How to get spark SUBMISSION_ID with spark-submit?

How to get spark SUBMISSION_ID with spark-submit? - apache-spark

Many places need SUBMISSION_ID, like spark-submit --status and Spark REST API. But how can I get this SUBMISSION_ID when I use spark-submit command to submit spark jobs?
P.S.:
I use python [popen][2] to start a spark-submit job. I want SUBMISSION_ID so my python program can monitor spark job status via REST API: <ip>:6066/v1/submissions/status/<SUBMISSION_ID>

Thanks to the clue by #Pandey. The answer https://stackoverflow.com/a/37980813/5634636 helps me a lot.
TL;DR
If you want to submit spark job locally, the answer https://stackoverflow.com/a/37980813/5634636 indeed works.
The only point is you must use cluster mode to submit your job,
i.e., use parameter --deploy-mode cluster.
If you want to submit a spark job remotely, use Spark submission API. It will help a lot. See https://www.nitendragautam.com/spark/submit-apache-spark-job-with-rest-api/ for details.
Detailed description
NOTE: I only test my approaches on Apache Spark 2.3.1. I can't guarantee that it will work in other versions as well.
Let's clear my requirement first. There're 3 features I wanted:
remote submit a spark job
check job status anytime (RUNNING, ERROR, FINISHED...)
get the error message if there is something error
Submit locally
NOTE: this answer only works in cluster mode
The Spark tool spark-submit will help.
To submit a job, see
https://spark.apache.org/docs/2.4.0/submitting-applications.html#launching-applications-with-spark-submit
To check the status, see https://stackoverflow.com/a/37420931/5634636. In this way, you need a SubmissionID. This answer https://stackoverflow.com/a/37980813/5634636 told you how to get a submission id in cluster mode. The submission id looks like driver-20190315142356-0004.
The error message is included in the job status message.
Submit remotely
Spark submission API is recommended. It seems that there is not any documentation on Apache Spark official website, so some people call it hidden API. For details, see: https://www.nitendragautam.com/spark/submit-apache-spark-job-with-rest-api/
To submit Spark job, use submit API
To get the status of the job, use status API: http://<master-ip>:6066/v1/submissions/status/<submission-id>. The submission-id will be returned in a json when you submit jobs.
The error message is included in the status message.
More about the error message: note the difference between status ERROR and FAILED. In short, the FAILED means that there is something wrong during executing Spark jobs (e.g. uncaught exceptions), while the ERROR means there's something error during submitting (e.g. invalid jar path).

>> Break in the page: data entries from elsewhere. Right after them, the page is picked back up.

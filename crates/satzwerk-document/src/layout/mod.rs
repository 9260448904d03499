// SPDX-License-Identifier: PMPL-1.0-or-later
// Copyright (c) 2026 Jonathan D.A. Jewell (hyperpolymath) <jonathan.jewell@open.ac.uk>
//
// Layout detection: the `LayoutModel` seam, a fixed stub, and the mapping
// from rendered-image pixels to PDF user space.
//
// The production model lives behind the `layout-model` feature (rten), and
// the page rasterizer behind `pdfium`.

#[cfg(feature = "layout-model")]
pub mod doclayout;
pub mod letterbox;
pub mod raster;

use image::DynamicImage;

use satzwerk_core::error::Result;
use satzwerk_core::types::{BBox, LayoutRegion, RegionCategory};

use crate::layout::letterbox::Letterbox;

#[cfg(feature = "layout-model")]
pub use doclayout::DocLayoutModel;
pub use raster::PageRasterizer;
#[cfg(feature = "pdfium")]
pub use raster::PdfiumRasterizer;

/// Default square model input side.
pub const DEFAULT_INPUT_SIZE: u32 = 1024;

/// Detections below this confidence are dropped.
pub const DEFAULT_CONFIDENCE_THRESHOLD: f32 = 0.25;

/// DocStructBench class labels, indexed by class id.
pub const DOCSTRUCTBENCH_LABELS: [&str; 10] = [
    "title",
    "plain text",
    "abandon",
    "figure",
    "figure_caption",
    "table",
    "table_caption",
    "table_footnote",
    "isolate_formula",
    "formula_caption",
];

/// Region category for a DocStructBench class id.
pub fn category_for_class(class_id: usize) -> RegionCategory {
    match DOCSTRUCTBENCH_LABELS.get(class_id).copied() {
        Some("title") => RegionCategory::Title,
        Some("plain text" | "figure_caption" | "table_caption" | "table_footnote") => {
            RegionCategory::Text
        }
        Some("figure") => RegionCategory::Image,
        Some("table") => RegionCategory::Table,
        Some("isolate_formula" | "formula_caption") => RegionCategory::Formula,
        _ => RegionCategory::Other,
    }
}

/// Turn raw detector rows `[x0, y0, x1, y1, confidence, class]` (model
/// input coordinates) into source-pixel regions, dropping rows below
/// `threshold`, highest confidence first.
pub fn decode_detections(rows: &[[f32; 6]], letterbox: &Letterbox, threshold: f32) -> Vec<LayoutRegion> {
    let mut regions: Vec<LayoutRegion> = rows
        .iter()
        .filter(|row| row[4] >= threshold)
        .map(|&[x0, y0, x1, y1, confidence, class]| {
            LayoutRegion::new(
                letterbox.unmap(x0, y0, x1, y1),
                category_for_class(class.max(0.0) as usize),
                confidence,
            )
        })
        .collect();
    sort_by_confidence(&mut regions);
    regions
}

/// A page layout detector.
pub trait LayoutModel: Send + Sync {
    /// Detect regions in a rendered page. Boxes are in image pixels (origin
    /// top-left), ordered by descending confidence.
    fn predict(&self, image: &DynamicImage, input_size: u32) -> Result<Vec<LayoutRegion>>;
}

/// Returns the same regions for every page.
#[derive(Debug, Clone, Default)]
pub struct FixedLayoutModel {
    regions: Vec<LayoutRegion>,
}

impl FixedLayoutModel {
    pub fn new(mut regions: Vec<LayoutRegion>) -> Self {
        sort_by_confidence(&mut regions);
        Self { regions }
    }
}

impl LayoutModel for FixedLayoutModel {
    fn predict(&self, _image: &DynamicImage, _input_size: u32) -> Result<Vec<LayoutRegion>> {
        Ok(self.regions.clone())
    }
}

/// Stable sort, highest confidence first.
pub fn sort_by_confidence(regions: &mut [LayoutRegion]) {
    regions.sort_by(|a, b| b.confidence.total_cmp(&a.confidence));
}

/// Convert pixel-space regions of a `width` x `height` rendering of
/// `media_box` into PDF user space.
pub fn to_page_space(
    regions: Vec<LayoutRegion>,
    width: u32,
    height: u32,
    media_box: BBox,
) -> Vec<LayoutRegion> {
    let sx = f64::from(width.max(1)) / media_box.width().max(f64::EPSILON);
    let sy = f64::from(height.max(1)) / media_box.height().max(f64::EPSILON);
    regions
        .into_iter()
        .map(|region| {
            let b = region.bbox;
            LayoutRegion {
                bbox: BBox::new(
                    media_box.x0 + b.x0 / sx,
                    media_box.y1 - b.y0 / sy,
                    media_box.x0 + b.x1 / sx,
                    media_box.y1 - b.y1 / sy,
                ),
                ..region
            }
        })
        .collect()
}

/// The single Text region used when detection is unavailable or failed.
pub fn whole_page_region(media_box: BBox) -> LayoutRegion {
    LayoutRegion::new(media_box, RegionCategory::Text, 1.0)
}

/// Rendering size for a page so its longer side equals `input_size` pixels.
pub fn render_size(media_box: BBox, input_size: u32) -> (u32, u32) {
    let longest = media_box.width().max(media_box.height()).max(1.0);
    let scale = f64::from(input_size) / longest;
    (
        ((media_box.width() * scale).round() as u32).max(1),
        ((media_box.height() * scale).round() as u32).max(1),
    )
}

#[cfg(test)]
mod tests {
    use super::*;

    #[test]
    fn fixed_model_sorts_by_confidence_stably() {
        let a = LayoutRegion::new(BBox::new(0.0, 0.0, 1.0, 1.0), RegionCategory::Text, 0.5);
        let b = LayoutRegion::new(BBox::new(0.0, 0.0, 2.0, 2.0), RegionCategory::Table, 0.9);
        let c = LayoutRegion::new(BBox::new(0.0, 0.0, 3.0, 3.0), RegionCategory::Image, 0.5);
        let model = FixedLayoutModel::new(vec![a.clone(), b.clone(), c.clone()]);
        let out = model.predict(&DynamicImage::new_rgb8(1, 1), 1024).unwrap();
        assert_eq!(out, vec![b, a, c]);
    }

    #[test]
    fn pixels_map_to_flipped_user_space() {
        let media = BBox::new(0.0, 0.0, 612.0, 792.0);
        let px = LayoutRegion::new(BBox::new(61.2, 79.2, 306.0, 396.0), RegionCategory::Text, 0.8);
        // Rendered at 2 px per point.
        let out = to_page_space(vec![px], 1224, 1584, media);
        let b = out[0].bbox;
        assert!((b.x0 - 30.6).abs() < 1e-9);
        assert!((b.x1 - 153.0).abs() < 1e-9);
        assert!((b.y1 - (792.0 - 39.6)).abs() < 1e-9);
        assert!((b.y0 - (792.0 - 198.0)).abs() < 1e-9);
        assert_eq!(out[0].category, RegionCategory::Text);
    }

    #[test]
    fn offset_media_box_is_respected() {
        let media = BBox::new(100.0, 100.0, 200.0, 300.0);
        let px = LayoutRegion::new(BBox::new(0.0, 0.0, 100.0, 200.0), RegionCategory::Text, 1.0);
        let out = to_page_space(vec![px], 100, 200, media);
        assert_eq!(out[0].bbox, media);
    }

    #[test]
    fn class_ids_map_to_categories() {
        assert_eq!(category_for_class(0), RegionCategory::Title);
        assert_eq!(category_for_class(1), RegionCategory::Text);
        assert_eq!(category_for_class(2), RegionCategory::Other);
        assert_eq!(category_for_class(3), RegionCategory::Image);
        assert_eq!(category_for_class(6), RegionCategory::Text);
        assert_eq!(category_for_class(5), RegionCategory::Table);
        assert_eq!(category_for_class(8), RegionCategory::Formula);
        assert_eq!(category_for_class(42), RegionCategory::Other);
    }

    #[test]
    fn detections_are_filtered_mapped_and_ranked() {
        let lb = Letterbox::compute(64, 64, 64);
        let rows = [
            [0.0, 0.0, 10.0, 10.0, 0.2, 1.0],
            [0.0, 0.0, 32.0, 32.0, 0.6, 5.0],
            [8.0, 8.0, 16.0, 16.0, 0.9, 1.0],
        ];
        let regions = decode_detections(&rows, &lb, DEFAULT_CONFIDENCE_THRESHOLD);
        assert_eq!(regions.len(), 2);
        assert_eq!(regions[0].category, RegionCategory::Text);
        assert_eq!(regions[0].bbox, BBox::new(8.0, 8.0, 16.0, 16.0));
        assert_eq!(regions[1].category, RegionCategory::Table);
    }

    #[test]
    fn render_size_keeps_aspect() {
        assert_eq!(render_size(BBox::new(0.0, 0.0, 612.0, 792.0), 1024), (791, 1024));
        assert_eq!(render_size(BBox::new(0.0, 0.0, 500.0, 500.0), 1024), (1024, 1024));
    }
}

The error message is included in the status json. If you want to view the FAILED reason, it can be accessed via http://<driver-ip>:<ui-port>/log/<submission-id>.
Here is an example of error status (**** is an incorrect jar path which is miswritten intentionally):
{
"action" : "SubmissionStatusResponse",
"driverState" : "ERROR",
"message" : "Exception from the cluster:\njava.io.FileNotFoundException: File hdfs:**** does not exist.\n\torg.apache.hadoop.hdfs.DistributedFileSystem.listStatusInternal(DistributedFileSystem.java:795)\n\torg.apache.hadoop.hdfs.DistributedFileSystem.access$700(DistributedFileSystem.java:106)\n\torg.apache.hadoop.hdfs.DistributedFileSystem$18.doCall(DistributedFileSystem.java:853)\n\torg.apache.hadoop.hdfs.DistributedFileSystem$18.doCall(DistributedFileSystem.java:849)\n\torg.apache.hadoop.fs.FileSystemLinkResolver.resolve(FileSystemLinkResolver.java:81)\n\torg.apache.hadoop.hdfs.DistributedFileSystem.listStatus(DistributedFileSystem.java:860)\n\torg.apache.spark.util.Utils$.fetchHcfsFile(Utils.scala:727)\n\torg.apache.spark.util.Utils$.doFetchFile(Utils.scala:695)\n\torg.apache.spark.util.Utils$.fetchFile(Utils.scala:488)\n\torg.apache.spark.deploy.worker.DriverRunner.downloadUserJar(DriverRunner.scala:155)\n\torg.apache.spark.deploy.worker.DriverRunner.prepareAndRunDriver(DriverRunner.scala:173)\n\torg.apache.spark.deploy.worker.DriverRunner$$anon$1.run(DriverRunner.scala:92)",
"serverSparkVersion" : "2.3.1",
"submissionId" : "driver-20190315160943-0005",
"success" : true,
"workerHostPort" : "172.18.0.4:36962",
"workerId" : "worker-20190306214522-172.18.0.4-36962"
}

Related

Instrumenting Spark JDBC with javaagent

I am attempting to instrument JDBC calls using the Kamon JDBC Kanela agent in my Spark app.
I am able to successfully instrument JDBC calls in a non-spark test app by passing in -javaagent:kanela-agent-1.0.1.jar on the command line when I run the app from the JAR. When I do this, I see the Kanela banner display in the console, and can see that my failed statement processor is getting called when there is a SQL error.
From my research, I should be able to inject a javaagent into the executor of a Spark app by passing in the following to spark-submit: --conf "spark.executor.extraJavaOptions=-javaagent:kanela-agent-1.0.1.jar". However, when I do this, although the Kamon banner IS displaying on the console upon my call to Kamon.init(), my failed statement processor is NOT getting called when there is a SQL error.
Things I'm wondering:
Is there something about the way that spark-jdbc makes these JDBC calls that would prevent a javaagent from "seeing" them?
Does my call to Kamon.init() somehow only apply to code in the Spark driver, and not the executor?
Any other reason that you can think of that would be preventing this from working?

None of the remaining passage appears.